Важно! Для понимания процессов развития не только литературы, но и языка, на наш взгляд, важна и ещё одна особенность средневековой литературы, отмеченная А.Н. Робинсоном: «Необходимо учитывать, что древнерусской литературе, как и другим средневековым литературам, свойственна была не только синхронная стадиальность её общего исторического развития, но и диахронное сосуществование и внутреннее развитие традиционных жанров и стилей на протяжении всей её истории в условиях продолжающейся рукописной традиции с переработкой ранее созданных памятников. По-видимому, традиционно-диахронные процессы в древнерусской литературе были более устойчивыми (выделено нами. – Б.Е.), чем в средневековых западноевропейских литературах» [Робинсон 1980: 44].

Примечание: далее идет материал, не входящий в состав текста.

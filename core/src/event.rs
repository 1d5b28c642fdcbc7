//! Events streamed to the subscriber of a ticket.
//!
//! Every event except `results` is a JSON object tagged by `type`. The
//! report is sent raw, prefixed with [`RESULTS_MARKER`], since it is an HTML
//! document rather than a JSON value.

use serde::Serialize;

pub const RESULTS_MARKER: &str = "results;";

/// Message used when a failure carries no text of its own.
pub const UNKNOWN_ERROR: &str = "An unknown error occured";

#[derive(Debug, Clone, Copy, PartialEq, Eq, Serialize)]
#[serde(rename_all = "SCREAMING_SNAKE_CASE")]
pub enum TicketStatus {
    InProgress,
}

#[derive(Debug, Clone, PartialEq, Eq, Serialize)]
#[serde(tag = "type", rename_all = "lowercase")]
pub enum TicketEvent {
    Status { status: TicketStatus },
    Queue { position: u32 },
    Error { message: String },
    Log { line: String },
    #[serde(skip)]
    Results { report: String },
    End,
}

impl TicketEvent {
    /// Error event, falling back to [`UNKNOWN_ERROR`] for blank messages.
    pub fn error(message: impl Into<String>) -> Self {
        let message = message.into();
        if message.trim().is_empty() {
            TicketEvent::Error {
                message: UNKNOWN_ERROR.to_string(),
            }
        } else {
            TicketEvent::Error { message }
        }
    }

    /// `results` and `error` end a ticket's stream.
    pub fn is_terminal(&self) -> bool {
        matches!(self, TicketEvent::Results { .. } | TicketEvent::Error { .. })
    }

    /// Wire form of the event, as carried in one SSE `data` payload.
    pub fn encode(&self) -> Result<String, serde_json::Error> {
        match self {
            TicketEvent::Results { report } => Ok(format!("{RESULTS_MARKER}{report}")),
            other => serde_json::to_string(other),
        }
    }
}

/// Frame an encoded payload as one server-sent event. Multi-line payloads
/// become one `data:` field per line.
pub fn sse_frame(payload: &str) -> String {
    let mut frame = String::with_capacity(payload.len() + 8);
    for line in payload.split('\n') {
        frame.push_str("data: ");
        frame.push_str(line.strip_suffix('\r').unwrap_or(line));
        frame.push('\n');
    }
    frame.push('\n');
    frame
}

В конце Х – начале ХI в. Болгарское царство было завоёвано Византией, и наступил двухвековой период эллинизации болгар, сопровождавшийся систематическим уничтожением греческим духовенством южнославянской книжности. [12] Болгарские книжники нашли приют в Киевской Руси, и результатом совместной работы стали переводы хроники Амартола и «Пролога». С этого времени уже не из Болгарии, а самой Византии восточные славяне черпают книжные сокровища и усваивают как неотъемлемую часть собственного культурного достояния

Обратите внимание! По всей видимости, богослужебные книги существовали на Руси задолго до «хрестоматийной» даты официального крещения. В частности, в Повести временных лет (944 г.) повествуется о том, что при заключении договора русская дружина даёт клятву по-разному: «мы же, елико насъ хрестилися есмы, кляхомъся церковью святаго Ильи в соборнhй церкви», а «некрещеная Русь полагають щиты своя и мечh своh нази, обручи и проча оружья, да кленутся о всемь». Под 955 г. содержится летописный рассказ о крещении Ольги, которая, став христианкой, имела при себе «презвутера» (священника), который её и похоронил в 969 г. Вероятно, этот священник-византиец имел книги священного писания не только на греческом языке. 15-летний период жизни Ольги-христианки сложно представить без чтения молитв. Более того, летопись свидетельствует, что Ольга «учашеть» своего сына Святослава «мати креститися», но тот отказывался, хотя креститься другим не запрещал. Таким образом, к 988 г. Русь уже обладала определённым книжным фондом, что позволило во второй половине XI в. появиться исключительным по своим достоинствам древнерусским рукописям – Остромирову евангелию 1056 г и Изборнику Святослава 1073 г. – памятникам, которые по своим каллиграфическим и художественно-иллюстративным качествам намного превосходят южнославянские рукописи. Это книги на отлично выделанном пергамене, большого формата, высокого каллиграфического мастерства, украшенные высокохудожественными миниатюрами (в Остромировом евангелие их три, а в Изборнике множество, в том числе и первый светский портрет, изображающий семью Святослава Ярославича). Эти два шедевра средневекового рукописного искусства сближает и то, что в них имеются записи, содержащие имена писцов: Григории диякон в Остромировом евангелии (…да иже горазhе сего напише. то не мози зазьрhти мьнh грhшнику…) и Иоанн диакъ – один из двух писцов Изборника. Л.П. Жуковская считает, что существование таких древнерусских писцов – а их «общая восточнославянская, этническая и языковая принадлежность … вне сомнения» [Жуковская 1987: 56], – обладающих не только великолепными каллиграфическими почерками, умением рисовать, но и «разными навыками в графике и орфографии, то есть принадлежащих к разным школам древнерусского письма, свидетельствует не только о высоком, но и о широком уровне образования в Древней Руси» [Жуковская 1987: 61].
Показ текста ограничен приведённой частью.